§ **REQUIREMENT**: Go through the listing and transcribe each line exactly.

§ **EXCERPTED DATA**:
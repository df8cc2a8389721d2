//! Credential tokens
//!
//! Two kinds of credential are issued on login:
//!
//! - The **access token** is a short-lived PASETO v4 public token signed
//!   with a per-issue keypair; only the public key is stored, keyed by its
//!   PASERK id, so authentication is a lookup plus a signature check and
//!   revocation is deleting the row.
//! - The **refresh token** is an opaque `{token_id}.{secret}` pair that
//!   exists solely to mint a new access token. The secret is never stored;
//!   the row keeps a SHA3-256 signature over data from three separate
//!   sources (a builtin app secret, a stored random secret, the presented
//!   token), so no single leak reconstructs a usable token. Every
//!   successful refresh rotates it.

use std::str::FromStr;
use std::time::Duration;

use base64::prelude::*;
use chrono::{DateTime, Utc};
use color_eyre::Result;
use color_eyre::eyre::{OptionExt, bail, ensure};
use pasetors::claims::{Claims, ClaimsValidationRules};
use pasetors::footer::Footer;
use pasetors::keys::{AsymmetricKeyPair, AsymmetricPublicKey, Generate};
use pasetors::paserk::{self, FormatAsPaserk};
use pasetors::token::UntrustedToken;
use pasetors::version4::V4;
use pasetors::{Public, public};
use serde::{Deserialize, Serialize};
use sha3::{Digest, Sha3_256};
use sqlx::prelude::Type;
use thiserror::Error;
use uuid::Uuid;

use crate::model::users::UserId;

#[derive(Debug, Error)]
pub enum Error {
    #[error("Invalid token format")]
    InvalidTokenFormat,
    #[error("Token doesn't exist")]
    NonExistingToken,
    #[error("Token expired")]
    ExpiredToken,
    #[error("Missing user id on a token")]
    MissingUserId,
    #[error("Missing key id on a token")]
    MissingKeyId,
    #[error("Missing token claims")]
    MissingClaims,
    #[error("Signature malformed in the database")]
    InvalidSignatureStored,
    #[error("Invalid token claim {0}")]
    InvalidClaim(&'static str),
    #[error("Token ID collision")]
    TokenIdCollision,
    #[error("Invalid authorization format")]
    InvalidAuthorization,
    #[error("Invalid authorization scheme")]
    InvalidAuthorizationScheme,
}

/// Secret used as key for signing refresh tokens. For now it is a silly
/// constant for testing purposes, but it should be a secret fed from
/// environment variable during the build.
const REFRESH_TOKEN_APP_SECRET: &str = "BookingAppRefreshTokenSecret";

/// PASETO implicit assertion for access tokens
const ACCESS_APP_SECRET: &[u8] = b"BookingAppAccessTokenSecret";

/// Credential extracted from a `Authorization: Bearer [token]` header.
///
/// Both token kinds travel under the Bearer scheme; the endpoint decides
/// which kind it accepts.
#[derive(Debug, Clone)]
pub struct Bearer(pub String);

§ **TASK ANSWER**:
repository df8cc2a8389721d2
//! Credential tokens
//!
//! Two kinds of credential are issued on login:
//!
//! - The **access token** is a short-lived PASETO v4 public token signed
//!   with a per-issue keypair; only the public key is stored, keyed by its
//!   PASERK id, so authentication is a lookup plus a signature check and
//!   revocation is deleting the row.
//! - The **refresh token** is an opaque `{token_id}.{secret}` pair that
//!   exists solely to mint a new access token. The secret is never stored;
//!   the row keeps a SHA3-256 signature over data from three separate
//!   sources (a builtin app secret, a stored random secret, the presented
//!   token), so no single leak reconstructs a usable token. Every
//!   successful refresh rotates it.

use std::str::FromStr;
use std::time::Duration;

use base64::prelude::*;
use chrono::{DateTime, Utc};
use color_eyre::Result;
use color_eyre::eyre::{OptionExt, bail, ensure};
use pasetors::claims::{Claims, ClaimsValidationRules};
use pasetors::footer::Footer;
use pasetors::keys::{AsymmetricKeyPair, AsymmetricPublicKey, Generate};
use pasetors::paserk::{self, FormatAsPaserk};
use pasetors::token::UntrustedToken;
use pasetors::version4::V4;
use pasetors::{Public, public};
use serde::{Deserialize, Serialize};
use sha3::{Digest, Sha3_256};
use sqlx::prelude::Type;
use thiserror::Error;
use uuid::Uuid;

use crate::model::users::UserId;

#[derive(Debug, Error)]
pub enum Error {
    #[error("Invalid token format")]
    InvalidTokenFormat,
    #[error("Token doesn't exist")]
    NonExistingToken,
    #[error("Token expired")]
    ExpiredToken,
    #[error("Missing user id on a token")]
    MissingUserId,
    #[error("Missing key id on a token")]
    MissingKeyId,
    #[error("Missing token claims")]
    MissingClaims,
    #[error("Signature malformed in the database")]
    InvalidSignatureStored,
    #[error("Invalid token claim {0}")]
    InvalidClaim(&'static str),
    #[error("Token ID collision")]
    TokenIdCollision,
    #[error("Invalid authorization format")]
    InvalidAuthorization,
    #[error("Invalid authorization scheme")]
    InvalidAuthorizationScheme,
}

/// Secret used as key for signing refresh tokens. For now it is a silly
/// constant for testing purposes, but it should be a secret fed from
/// environment variable during the build.
const REFRESH_TOKEN_APP_SECRET: &str = "BookingAppRefreshTokenSecret";

/// PASETO implicit assertion for access tokens
const ACCESS_APP_SECRET: &[u8] = b"BookingAppAccessTokenSecret";

/// Credential extracted from a `Authorization: Bearer [token]` header.
///
/// Both token kinds travel under the Bearer scheme; the endpoint decides
/// which kind it accepts.
#[derive(Debug, Clone)]
pub struct Bearer(pub String);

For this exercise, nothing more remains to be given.